Oil prices are crashing due to Covid-19. So what happens to American output?
Market reactions first, then political ones.
Well, first the oldest building in Dallas, circa 2019:

Yes, my shoes are bright blue.
Now market reactions to the Covid oil price crash.
Market
The “shut-in prices” is the minimum wellhead price operators need to continue producing from a production well. It’s equal to the amount needed to cover ongoing O&M, including where-necessary pumping and artificial lift, as well as water, gas and steam flooding and other secondary recovery costs.
The first wells to shut down are “stripper wells” nearing the end of their useful life.

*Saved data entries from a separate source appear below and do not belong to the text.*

//! Caller-side bounded waits.
//!
//! # Responsibilities
//! - Pair a `Completion` with a waitable `PendingOutcome`
//! - Bound the wait; a timeout becomes a `timeout` reason
//!
//! # Design Decisions
//! - Uses Tokio's timeout facilities
//! - Timing out does not cancel the operation. The late outcome is
//!   discarded with a debug event; a late socket or acceptor is dropped,
//!   which releases it once no other handle clone exists

use std::time::Duration;

use tokio::sync::oneshot;

use crate::boundary::Completion;
use crate::engine::Operation;
use crate::error::{ErrorKind, EtlsError, Reason};

/// Receiving side of a channel-backed `Completion`.
#[derive(Debug)]
pub struct PendingOutcome<T> {
    operation: Operation,
    outcome: oneshot::Receiver<Result<T, Reason>>,
}

/// A completion whose outcome can be awaited with a deadline.
pub fn channel<T>(operation: Operation) -> (Completion<T>, PendingOutcome<T>) {
    let (reply, outcome) = oneshot::channel();
    (Completion::channel(reply), PendingOutcome { operation, outcome })
}

impl<T> PendingOutcome<T> {
    /// Wait at most `limit` for the outcome.
    pub async fn wait(self, limit: Duration) -> Result<T, Reason> {
        match tokio::time::timeout(limit, self.outcome).await {
            Ok(Ok(outcome)) => outcome,
            Ok(Err(_)) => Err(Reason::new(
                ErrorKind::Internal,
                format!("{} completion vanished without an outcome", self.operation),
            )),
            Err(_) => {
                tracing::warn!(
                    operation = %self.operation,
                    limit_ms = limit.as_millis() as u64,
                    "Operation timed out; a late outcome will be discarded"
                );
                Err(Reason::from(EtlsError::Timeout {
                    operation: self.operation,
                    elapsed: limit,
                }))
            }
        }
    }
}

#[cfg(test)]
mod tests {
    use super::*;
    use tokio::runtime::Handle;

    #[tokio::test]
    async fn outcome_within_limit_is_returned() {
        let (completion, pending) = channel::<u32>(Operation::Receive);
        completion.deliver_on(&Handle::current(), async { Ok(5) });
        assert_eq!(pending.wait(Duration::from_secs(1)).await, Ok(5));
    }

    #[tokio::test]
    async fn slow_outcome_times_out_and_is_discarded() {
        let (completion, pending) = channel::<u32>(Operation::Accept);
        completion.deliver_on(&Handle::current(), async {
            tokio::time::sleep(Duration::from_millis(200)).await;
            Ok(1)
        });

        let reason = pending.wait(Duration::from_millis(10)).await.unwrap_err();
        assert_eq!(reason.kind, ErrorKind::Timeout);
        // Let the late delivery happen against the dropped receiver.
        tokio::time::sleep(Duration::from_millis(250)).await;
    }

    #[tokio::test]
    async fn errors_pass_through_unchanged() {
        let (completion, pending) = channel::<u32>(Operation::Send);
        completion.complete(Err(EtlsError::Closed));
        let reason = pending.wait(Duration::from_secs(1)).await.unwrap_err();
        assert_eq!(reason.kind, ErrorKind::Closed);
    }
}
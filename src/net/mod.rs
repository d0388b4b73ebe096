//! Network layer subsystem.
//!
//! # Data Flow
//! ```text
//! (host, port)
//!     → resolver.rs (Resolve trait: DNS or pinned addresses)
//!     → selector.rs (uniform random permutation)
//!     → dialer.rs (sequential attempts, first success wins)
//!     → TcpStream handed to the socket engine for the TLS handshake
//! ```
//!
//! # Design Decisions
//! - Resolution is pluggable so tests never depend on real DNS
//! - Attempts are sequential; one stream per connect, never a race
//! - connection.rs gives every handle a tracing ID and an open count

pub mod connection;
pub mod dialer;
pub mod resolver;
pub mod selector;

pub use connection::{HandleGuard, HandleId, HandleTracker};
pub use resolver::{DnsResolver, Endpoint, Resolve, StaticResolver};
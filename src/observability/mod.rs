//! Observability subsystem.
//!
//! # Data Flow
//! ```text
//! Engine operations produce:
//!     → tracing events (socket_id, operation, endpoint, outcome)
//!     → metrics.rs (counters, gauges, histograms via the metrics facade)
//!
//! Consumers:
//!     → logging.rs subscriber (stdout) in the CLI
//!     → whatever subscriber/recorder the embedding host installs
//! ```
//!
//! # Design Decisions
//! - The library never installs an exporter
//! - Every handle carries a span with its ID so events correlate per socket

pub mod logging;
pub mod metrics;
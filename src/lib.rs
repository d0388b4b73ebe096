//! Asynchronous TLS socket engine.
//!
//! Non-blocking TLS client connect, server listen/accept, handshake,
//! encrypted send/receive, certificate-chain retrieval and partial or full
//! shutdown, driven by a tokio worker pool and exposed both as `async fn`s
//! and as exactly-once completion callbacks.

pub mod boundary;
pub mod config;
pub mod engine;
pub mod error;
pub mod net;
pub mod observability;
pub mod tls;

pub use boundary::{Completion, PendingOutcome};
pub use config::{EtlsConfig, Settings, VerifyMode};
pub use engine::{Direction, Engine, SocketInfo, SocketState, TlsAcceptor, TlsSocket};
pub use error::{ErrorKind, EtlsError, EtlsResult, Reason};
pub use tls::{cipher_suites, CertificateChain, TlsContext};
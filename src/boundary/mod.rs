//! Host-facing operation boundary.
//!
//! # Data Flow
//! ```text
//! host call ──→ *_async(…, Completion<T>) ──→ engine task
//!                                                 │
//!               on_success(T) | on_error(Reason) ←┘   (exactly once)
//!
//! timeout::channel(op) → (Completion<T>, PendingOutcome<T>)
//!     → PendingOutcome::wait(limit) for hosts that block with a deadline
//! ```

pub mod completion;
pub mod timeout;

pub use completion::Completion;
pub use timeout::{channel, PendingOutcome};
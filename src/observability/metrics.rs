//! Metrics collection.
//!
//! # Responsibilities
//! - Define engine metrics (operation outcomes, handshake latency, open sockets)
//! - Record through the `metrics` facade; the host installs any recorder/exporter
//!
//! # Metrics
//! - `etls_operations_total` (counter): operations by `operation`, `outcome`
//! - `etls_handshake_duration_seconds` (histogram): handshake latency by `role`
//! - `etls_open_sockets` (gauge): live socket handles
//!
//! # Design Decisions
//! - Without an installed recorder every call is a no-op
//! - Outcome label is `ok` or the error category name

use std::time::Duration;

use metrics::{counter, gauge, histogram};

use crate::engine::state::Operation;
use crate::error::ErrorKind;
use crate::tls::Role;

/// Count one finished operation.
pub fn record_operation(operation: Operation, outcome: Result<(), ErrorKind>) {
    let outcome = match outcome {
        Ok(()) => "ok",
        Err(kind) => kind.as_str(),
    };
    counter!(
        "etls_operations_total",
        "operation" => operation.as_str(),
        "outcome" => outcome
    )
    .increment(1);
}

/// Record a completed handshake's latency.
pub fn record_handshake(role: Role, elapsed: Duration) {
    histogram!("etls_handshake_duration_seconds", "role" => role.as_str())
        .record(elapsed.as_secs_f64());
}

pub fn socket_opened() {
    gauge!("etls_open_sockets").increment(1.0);
}

pub fn socket_closed() {
    gauge!("etls_open_sockets").decrement(1.0);
}
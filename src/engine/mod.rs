//! Socket engine.
//!
//! # Data Flow
//! ```text
//! Engine (runtime + resolver + handle tracker)
//!     → socket() / connect()      → TlsSocket  ─┐
//!     → listen()                  → TlsAcceptor ─┤
//!                                                ↓
//!                 strand.rs: one actor per handle, jobs run in call order
//!                                                ↓
//!                 socket.rs: SocketCore (transport + state.rs machine)
//!                                                ↓
//!                 watch snapshot → synchronous queries
//! ```
//!
//! # Design Decisions
//! - Handles are cheap clones of a channel; the state never leaves its actor
//! - Every operation has an `async fn` form and a `Completion` form for hosts
//!   that are not async

pub mod acceptor;
pub mod runtime;
pub mod socket;
pub mod state;
pub(crate) mod strand;

pub use acceptor::TlsAcceptor;
pub use runtime::Engine;
pub use socket::{SocketInfo, TlsSocket};
pub use state::{Direction, Operation, SocketState};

In the U.S. there are about 400,000 of these wells producing about 720,000 barrels per day. (I said they were small.) They usually rely on pumps to get the stuff out of the ground, meaning those famous mechanical donkeys you can still see in parts of California.
Next to go are wells that depend on secondary recovery. For example, in the Golden State companies inject about 400 million barrels of steam every year to get 161 million barrels of oil. (Governor Newsom has banned new wells using this technique.) These wells are high cost, but when shut down they tend to fill up fast with water. Companies that shut them down risk losing the remaining shut-in oil forever. In addition, companies that shut down wells risk losing their land leases. As a result, these wells don’t close immediately once they start losing money.
After that some wells will start to decline quickly in the absence of new drilling. Tight oil wells in North Dakota decline 65% in the first year and 77% over the first two years. That’s the next to go. In their early phase, however, tight oil wells can be easily shut-in and restarted. So tight oil production will decline in two waves, first by natural decline as new drilling collapses and then again as companies shut wells down. Since you can restart unconventional wells in about a week companies won’t be as reticent to stop production … if not for the fact that most of them are highly indebted and desperate for any sort of cash flow to satisfy demanding creditors.
This chart for tight oil plays in the Eagle Ford region of Texas gives you some idea of just how fast this decline can happen. Without new drilling, production would decline by about 700,000 bpd within a year from this play alone:

But production will decline faster than that, because unconventional wells can be shut-in fairly easily during their first year.
In other words, the current oil price crash will cause U.S. production to drop, and drop fast. That is, it will if it is sustained. That’s not a given: countries have already begun to reopen their economies. Oil demand will recover as a result, possibly to prices that might keep tight oil production alive and stop the shuttering of stripper wells.
Political
Of course, state governments can act via a process called “proration,” whereby they can order well-by-well output cuts. Back in the 1930s, Congress passed the Connally Act, which made it illegal to ship oil across state lines in violation of state output quotas. It also created the Interstate Oil Compact Commission (here is the law), which brought representatives together from oil-producing states to hammer out overall quotas, America’s own little mini-OPEC before OPEC. (For whatever reason, Illinois and California never passed proration laws, although the California government sanctioned a quasi-private commission that functioned outside the law.)
The IOCC still exists, but its powers have withered. It no longer makes decisions by majority vote. And it now includes 31 states, five Canadian provinces, two Canadian territories, plus Egypt (W?) and the other Georgia (WT??) and the Bolivarian Republic of Venezuela (WTF???). Plus, while Arkansas, Colorado, Michigan, New Mexico, Oklahoma, and Texas all passed proration laws, only Oklahoma and Texas still exercise the muscles. (The Rail Road Commission of Texas and the Oklahoma Corporation Commission still publish quotas, set above most wells’ maximum production.) Executive agencies function like muscles: use ‘em or lose ‘em. Those states would need to design regulations from scratch to impose quotas, and they would certainly be challenged in court.
Now, Texas is big enough on its own to mandate a production cut. And the Texan authorities are talking about it! But it’s all talk. And there’s no sign of the Trump administration trying to resuscitate the Depression-era laws that let it coordinate oil production cuts, or even coordinating talks among the IOCC states. But production is falling fast, so Trump could claim that he jawboned producers into it.
Hell, he could do that even if production wasn’t falling fast. That’s his M.O.
Conclusion
Which means that the ultimate question is whether OPEC wants to be fooled. If Saudi Arabia thinks that letting Mexico de facto defect while pretending to cooperate will not hurt their cartel agreement, then they’ll accept the bullshit. If they don’t, then they’ll reject the Trump-AMLO bamboozle.